• **Task goal**: Could you return the lines below exactly, from the first line up to and including the line that holds "user; never fails."?

□ □ □ □ □ □ □

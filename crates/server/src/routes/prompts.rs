use axum::{Json, extract::State};
use chrono::Utc;

use tethered_api::PromptResponse;

use crate::AppState;
use crate::routes::auth::AuthUser;

/// GET /api/prompts/today: shared by every user; never fails.
pub async fn today(State(state): State<AppState>, _user: AuthUser) -> Json<PromptResponse> {
    let prompt = state.prompts.today(Utc::now()).await;
    Json(PromptResponse::from(&prompt))
}

#[cfg(test)]
mod tests {
    use super::*;
    use crate::state::test_support::TestApp;
    use tethered_core::UserRole;

    #[tokio::test]
    async fn unconfigured_generator_serves_fallback() {
        let app = TestApp::new();
        let user = app.user("Mina", UserRole::Student);
        let Json(prompt) = today(State(app.state.clone()), user).await;
        assert!(prompt.fallback);
        assert!(!prompt.text.is_empty());
        assert_eq!(prompt.date, tethered_core::time::format_day(app.state.clock.today(Utc::now())));
    }
}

□ □ □ □ □ □ □

• **Solution below**:
filename crates/server/src/routes/prompts.rs
use axum::{Json, extract::State};
use chrono::Utc;

use tethered_api::PromptResponse;

use crate::AppState;
use crate::routes::auth::AuthUser;

/// GET /api/prompts/today: shared by every user; never fails.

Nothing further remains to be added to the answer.